Question

Meerwein's reagent, triethyloxonium tetrafluoroborate, is a powerful ethylating agent that converts alcohols into ethyl ethers at neutral pH. Show the reaction of Meerwein's reagent with cyclohexanol, and account for the fact that trialkyloxonium salts are much more reactive alkylating agents than alkyl iodides.

Short answer

Meerwein's reagent reacts with cyclohexanol to form ethyl cyclohexyl ether. Triethyloxonium salts are more reactive than alkyl iodides due to their potent leaving group, which enhances electrophilicity.

Step-by-step solution

Understand the Reaction

Meerwein's reagent, triethyloxonium tetrafluoroborate, \[\text{(C}_2\text{H}_5)_3\text{O}^+ \text{BF}_4^-\]is a reagent used to convert alcohols into ethers. When it reacts with cyclohexanol \[\text{C}_6\text{H}_{11}\text{OH}\]it donates an ethyl group to the hydroxyl group of cyclohexanol, resulting in the formation of an ethyl ether.

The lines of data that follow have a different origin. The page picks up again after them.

//! In-memory collaborators shared by the integration tests

#![allow(dead_code)]

use std::cell::{Cell, RefCell};
use std::collections::{HashMap, HashSet};
use std::fs;
use std::io::Write;
use std::path::{Path, PathBuf};
use std::time::SystemTime;

use chrono::{DateTime, Utc};
use tempfile::TempDir;

use zotrm::device::{parse_device_timestamp, DeviceClient, DocumentStat};
use zotrm::library::LibraryService;
use zotrm::sync::AnnotationTool;
use zotrm::{Collection, Config, ItemKey, ItemKind, LibraryItem, Result, SyncError};

pub const SEND_TAG: &str = "to_rm";
pub const POST_TAG: &str = "on_rm";

// ============================================================================
// Library
// ============================================================================

#[derive(Default)]
pub struct FakeLibrary {
    pub records: RefCell<Vec<LibraryItem>>,
    pub children: RefCell<HashMap<ItemKey, Vec<LibraryItem>>>,
    pub collections: HashMap<ItemKey, Collection>,
    pub tag_updates: RefCell<Vec<(ItemKey, Vec<String>)>>,
    pub notes: RefCell<Vec<(ItemKey, String)>>,
    pub linked: RefCell<Vec<(ItemKey, String, String)>>,
    /// (parent, uploaded file name, contents)
    pub uploads: RefCell<Vec<(ItemKey, String, Vec<u8>)>>,
    /// (attachment key, contents)
    pub replaced: RefCell<Vec<(ItemKey, Vec<u8>)>>,
    /// Error returned by `create_note`, if any
    pub note_failure: Option<fn(String) -> SyncError>,
    next_key: Cell<u32>,
}

impl FakeLibrary {
    pub fn new() -> Self {
        Self::default()
    }

    pub fn with_collection(mut self, key: &str, name: &str, parent: Option<&str>) -> Self {
        self.collections.insert(
            key.to_string(),
            Collection {
                key: key.to_string(),
                name: name.to_string(),
                parent: parent.map(str::to_string),
            },
        );
        self
    }

    pub fn with_record(self, record: LibraryItem, children: Vec<LibraryItem>) -> Self {
        self.children
            .borrow_mut()
            .insert(record.key.clone(), children);
        self.records.borrow_mut().push(record);
        self
    }

    pub fn failing_notes(mut self) -> Self {
        self.note_failure = Some(SyncError::LibraryWrite);
        self
    }

    /// Notes fail the way a dropped connection does, not as a rejected write
    pub fn unreachable_notes(mut self) -> Self {
        self.note_failure = Some(SyncError::Library);
        self
    }

    pub fn tags_of(&self, key: &str) -> Vec<String> {
        self.records
            .borrow()
            .iter()
            .find(|r| r.key == key)
            .map(|r| r.tags.clone())
            .unwrap_or_default()
    }

    pub fn set_tags(&self, key: &str, tags: &[&str]) {
        if let Some(record) = self.records.borrow_mut().iter_mut().find(|r| r.key == key) {
            record.tags = tags.iter().map(|t| t.to_string()).collect();
        }
    }

    /// Every write except tag updates
    pub fn content_writes(&self) -> usize {
        self.notes.borrow().len()
            + self.linked.borrow().len()
            + self.uploads.borrow().len()
            + self.replaced.borrow().len()
    }

    fn new_key(&self) -> ItemKey {
        let n = self.next_key.get() + 1;
        self.next_key.set(n);
        format!("NEW{}", n)
    }

    fn add_child(&self, parent: &str, child: LibraryItem) {
        self.children
            .borrow_mut()
            .entry(parent.to_string())
            .or_default()
            .push(child);
    }
}

impl LibraryService for FakeLibrary {
    fn top_items(&self, tag: &str) -> Result<Vec<LibraryItem>> {
        Ok(self
            .records
            .borrow()
            .iter()
            .filter(|r| r.has_tag(tag))
            .cloned()
            .collect())
    }

    fn children(&self, key: &str) -> Result<Vec<LibraryItem>> {
        Ok(self.children.borrow().get(key).cloned().unwrap_or_default())
    }

    fn collection(&self, key: &str) -> Result<Option<Collection>> {
        Ok(self.collections.get(key).cloned())
    }

    fn update_tags(&self, item: &LibraryItem, tags: &[String]) -> Result<()> {
        self.tag_updates
            .borrow_mut()
            .push((item.key.clone(), tags.to_vec()));
        if let Some(record) = self
            .records
            .borrow_mut()
            .iter_mut()
            .find(|r| r.key == item.key)
        {
            record.tags = tags.to_vec();
        }
        Ok(())
    }

    fn create_note(&self, parent: &str, html: &str) -> Result<ItemKey> {
        if let Some(failure) = self.note_failure {
            return Err(failure("note rejected".to_string()));
        }
        self.notes
            .borrow_mut()
            .push((parent.to_string(), html.to_string()));
        Ok(self.new_key())
    }

    fn create_linked_attachment(&self, parent: &str, path: &str, title: &str) -> Result<ItemKey> {
        let key = self.new_key();
        self.linked
            .borrow_mut()
            .push((parent.to_string(), path.to_string(), title.to_string()));
        self.add_child(parent, linked_attachment(&key, path));
        Ok(key)
    }

    fn upload_attachment(&self, parent: &str, file: &Path) -> Result<ItemKey> {
        let key = self.new_key();
        let name = file
            .file_name()
            .map(|n| n.to_string_lossy().into_owned())
            .unwrap_or_default();
        self.uploads
            .borrow_mut()
            .push((parent.to_string(), name.clone(), fs::read(file)?));
        self.add_child(parent, managed_attachment(&key, &name));
        Ok(key)
    }

    fn replace_attachment_file(&self, attachment: &LibraryItem, file: &Path) -> Result<()> {
        self.replaced
            .borrow_mut()
            .push((attachment.key.clone(), fs::read(file)?));
        Ok(())
    }
}

pub fn record(key: &str, tags: &[&str], collections: &[&str]) -> LibraryItem {
    LibraryItem {
        key: key.to_string(),
        version: 1,
        kind: ItemKind::Regular("journalArticle".to_string()),
        title: format!("Paper {}", key),
        tags: tags.iter().map(|t| t.to_string()).collect(),
        collections: collections.iter().map(|c| c.to_string()).collect(),
        filename: None,
        path: None,
        parent: None,
    }
}

pub fn managed_attachment(key: &str, filename: &str) -> LibraryItem {
    LibraryItem {
        key: key.to_string(),
        version: 1,
        kind: ItemKind::Attachment,
        title: filename.to_string(),
        tags: vec![],
        collections: vec![],
        filename: Some(filename.to_string()),
        path: None,
        parent: None,
    }
}

pub fn linked_attachment(key: &str, path: &str) -> LibraryItem {
    LibraryItem {
        key: key.to_string(),
        version: 1,
        kind: ItemKind::Attachment,
        title: path.to_string(),
        tags: vec![],
        collections: vec![],
        filename: None,
        path: Some(path.to_string()),
        parent: None,
    }
}

pub fn note(key: &str) -> LibraryItem {
    LibraryItem {
        key: key.to_string(),
        version: 1,
        kind: ItemKind::Note,
        title: String::new(),
        tags: vec![],
        collections: vec![],
        filename: None,
        path: None,
        parent: None,
    }
}

// ============================================================================
// Device
// ============================================================================

/// Device holding a set of extension-less paths, logging every call
#[derive(Default)]
pub struct FakeDevice {
    pub entries: RefCell<HashSet<String>>,
    pub modified: RefCell<HashMap<String, DateTime<Utc>>>,
    pub calls: RefCell<Vec<String>>,
    /// File names whose upload fails
    pub failing_puts: HashSet<String>,
}

impl FakeDevice {
    pub fn new() -> Self {
        Self::default()
    }

    pub fn with_entry(self, path: &str) -> Self {
        self.entries.borrow_mut().insert(path.to_string());
        self
    }

    /// A document with a device-side modification time
    pub fn with_document(self, path: &str, modified: &str) -> Self {
        self.entries.borrow_mut().insert(path.to_string());
        self.modified
            .borrow_mut()
            .insert(path.to_string(), ts(modified));
        self
    }

    pub fn failing_put(mut self, file_name: &str) -> Self {
        self.failing_puts.insert(file_name.to_string());
        self
    }

    pub fn calls_starting(&self, prefix: &str) -> Vec<String> {
        self.calls
            .borrow()
            .iter()
            .filter(|c| c.starts_with(prefix))
            .cloned()
            .collect()
    }

    pub fn puts(&self) -> usize {
        self.calls_starting("put ").len()
    }

    fn log(&self, call: String) {
        self.calls.borrow_mut().push(call);
    }
}

fn without_pdf(path: &str) -> &str {
    zotrm::strip_pdf_extension(path)
}

fn write_archive(path: &Path) -> zip::result::ZipResult<()> {
    let mut zip = zip::ZipWriter::new(fs::File::create(path)?);
    zip.start_file("doc-id.content", zip::write::SimpleFileOptions::default())?;
    zip.write_all(b"{}")?;
    zip.finish()?;
    Ok(())
}

impl DeviceClient for FakeDevice {
    fn exists(&self, path: &str) -> Result<bool> {
        self.log(format!("find {}", path));
        Ok(self.entries.borrow().contains(path))
    }

    fn mkdir(&self, path: &str) -> Result<()> {
        self.log(format!("mkdir {}", path));
        self.entries.borrow_mut().insert(path.to_string());
        Ok(())
    }

    fn put(&self, local: &Path, remote_dir: &str) -> Result<()> {
        let name = local
            .file_name()
            .map(|n| n.to_string_lossy().into_owned())
            .unwrap_or_default();
        self.log(format!("put {} {}", name, remote_dir));
        if self.failing_puts.contains(&name) {
            return Err(SyncError::Upload(name));
        }
        let path = format!("{}/{}", remote_dir.trim_end_matches('/'), without_pdf(&name));
        self.modified.borrow_mut().insert(path.clone(), Utc::now());
        self.entries.borrow_mut().insert(path);
        Ok(())
    }

    fn get(&self, remote: &str, dest_dir: &Path) -> Result<PathBuf> {
        self.log(format!("get {}", remote));
        let name = remote.rsplit('/').next().unwrap_or(remote);
        let archive = dest_dir.join(format!("{}.zip", without_pdf(name)));
        write_archive(&archive).map_err(|e| SyncError::Device(e.to_string()))?;
        Ok(archive)
    }

    fn stat(&self, remote: &str) -> Result<DocumentStat> {
        self.log(format!("stat {}", remote));
        let key = without_pdf(remote);
        let modified = self
            .modified
            .borrow()
            .get(key)
            .copied()
            .ok_or_else(|| SyncError::Device(format!("no such document {}", remote)))?;
        Ok(DocumentStat {
            id: "doc-id".to_string(),
            doc_type: "DocumentType".to_string(),
            display_name: Some(key.rsplit('/').next().unwrap_or(key).to_string()),
            modified,
            fields: HashMap::new(),
        })
    }
}

// ============================================================================
// Annotation tool
// ============================================================================

/// Writes fixed outputs, or reports that nothing was annotated
pub struct FakeTool {
    pub annotated: bool,
    pub runs: Cell<usize>,
}

impl FakeTool {
    pub fn annotated() -> Self {
        Self {
            annotated: true,
            runs: Cell::new(0),
        }
    }

    pub fn without_annotations() -> Self {
        Self {
            annotated: false,
            runs: Cell::new(0),
        }
    }
}

impl AnnotationTool for FakeTool {
    fn run(&self, input_dir: &Path, out_dir: &Path) -> Result<String> {
        self.runs.set(self.runs.get() + 1);
        if !input_dir.join("doc-id.metadata").is_file() {
            return Err(SyncError::Extraction("metadata missing".to_string()));
        }
        if !self.annotated {
            return Ok("No annotations found\n".to_string());
        }
        fs::write(out_dir.join("out.md"), "## Highlights\n\n> learned features\n")?;
        fs::write(out_dir.join("out.pdf"), b"%PDF-annotated")?;
        Ok("Wrote combined outputs\n".to_string())
    }
}

// ============================================================================
// Local files and config
// ============================================================================

/// Managed storage and linked-attachment roots in a temp dir
pub struct Workspace {
    pub root: TempDir,
}

impl Workspace {
    pub fn new() -> Self {
        let root = tempfile::tempdir().unwrap();
        fs::create_dir_all(root.path().join("storage")).unwrap();
        fs::create_dir_all(root.path().join("linked")).unwrap();
        Self { root }
    }

    pub fn storage(&self) -> PathBuf {
        self.root.path().join("storage")
    }

    pub fn linked(&self) -> PathBuf {
        self.root.path().join("linked")
    }

    /// `<storage>/<subdir>/<name>`
    pub fn managed_file(&self, subdir: &str, name: &str) -> PathBuf {
        let dir = self.storage().join(subdir);
        fs::create_dir_all(&dir).unwrap();
        let path = dir.join(name);
        fs::write(&path, b"%PDF-original").unwrap();
        path
    }

    /// `<linked>/<relative>`
    pub fn linked_file(&self, relative: &str) -> PathBuf {
        let path = self.linked().join(relative);
        fs::create_dir_all(path.parent().unwrap()).unwrap();
        fs::write(&path, b"%PDF-original").unwrap();
        path
    }

    pub fn config(&self, replace_tag: Option<&str>) -> Config {
        let replace = replace_tag
            .map(|t| format!("replace_tag = \"{}\"\n", t))
            .unwrap_or_default();
        let toml = format!(
            r#"
[zotero]
library_id = "1"
api_key = "key"
storage_dir = "{storage}"
attachment_dir = "{linked}"
send_tag = "{send}"
{replace}
[rmapi]
path = "rmapi"

[remarkable]
default_dir = "Zotero"
"#,
            storage = self.storage().display(),
            linked = self.linked().display(),
            send = SEND_TAG,
        );
        toml.parse().unwrap()
    }
}

pub fn ts(raw: &str) -> DateTime<Utc> {
    parse_device_timestamp(raw).unwrap()
}

pub fn set_mtime(path: &Path, raw: &str) {
    let time: SystemTime = ts(raw).into();
    fs::File::options()
        .write(true)
        .open(path)
        .unwrap()
        .set_modified(time)
        .unwrap();
}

Write the Reaction Equation

The reaction of Meerwein's reagent with cyclohexanol can be described by the following chemical equation:\[\text{C}_6\text{H}_{11}\text{OH} + (\text{C}_2\text{H}_5)_3\text{O}^+ \rightarrow \text{C}_6\text{H}_{11}\text{OC}_2\text{H}_5} + (\text{C}_2\text{H}_5)_2\text{O} \rightarrow \text{C}_6\text{H}_{11}\text{OC}_2\text{H}_5 + \text{C}_2\text{H}_5\text{BF}_4\]In this reaction, cyclohexanol is converted to ethyl cyclohexyl ether.

Explain the Reactivity

Trialkyloxonium salts are more reactive alkylating agents than alkyl iodides because of the positive charge on the oxygen in the oxonium ion, which makes it a very good leaving group. This enhances the electrophilicity of the carbon atom bonded to the oxygen, facilitating nucleophilic attack by the alcohol. Alkyl iodides, in contrast, only possess a moderately good leaving group (iodide ion), making them less reactive in comparison. The positive charge in the oxonium ion is highly destabilizing, which drives the alkylation process to completion rapidly.

Key concepts

Triethyloxonium Tetrafluoroborate

Triethyloxonium tetrafluoroborate, often called Meerwein's reagent, is an organometallic compound with the formula \((\text{C}_2\text{H}_5)_3\text{O}^+ \text{BF}_4^-\). This reagent is unique due to its strong ability to transfer ethyl groups to different substrates like alcohols. The structure includes a positively charged oxonium ion, making it highly reactive. The ethyl transfer is facilitated by the tetrafluoroborate anion, \(\text{BF}_4^-\), which stabilizes the cationic counterpart without participating actively in the reaction.

Ethylating Agent

An ethylating agent, like Meerwein's reagent, plays a crucial role in organic synthesis by transferring an ethyl group to a nucleophile. In this case, triethyloxonium tetrafluoroborate donates an ethyl group quickly and efficiently. Meerwein’s reagent is especially valued because it reacts under mild conditions, often at neutral pH, which is advantageous for preserving sensitive functional groups in a molecule. The ethyl transfer is rapid, ensuring that unwanted side reactions are minimized.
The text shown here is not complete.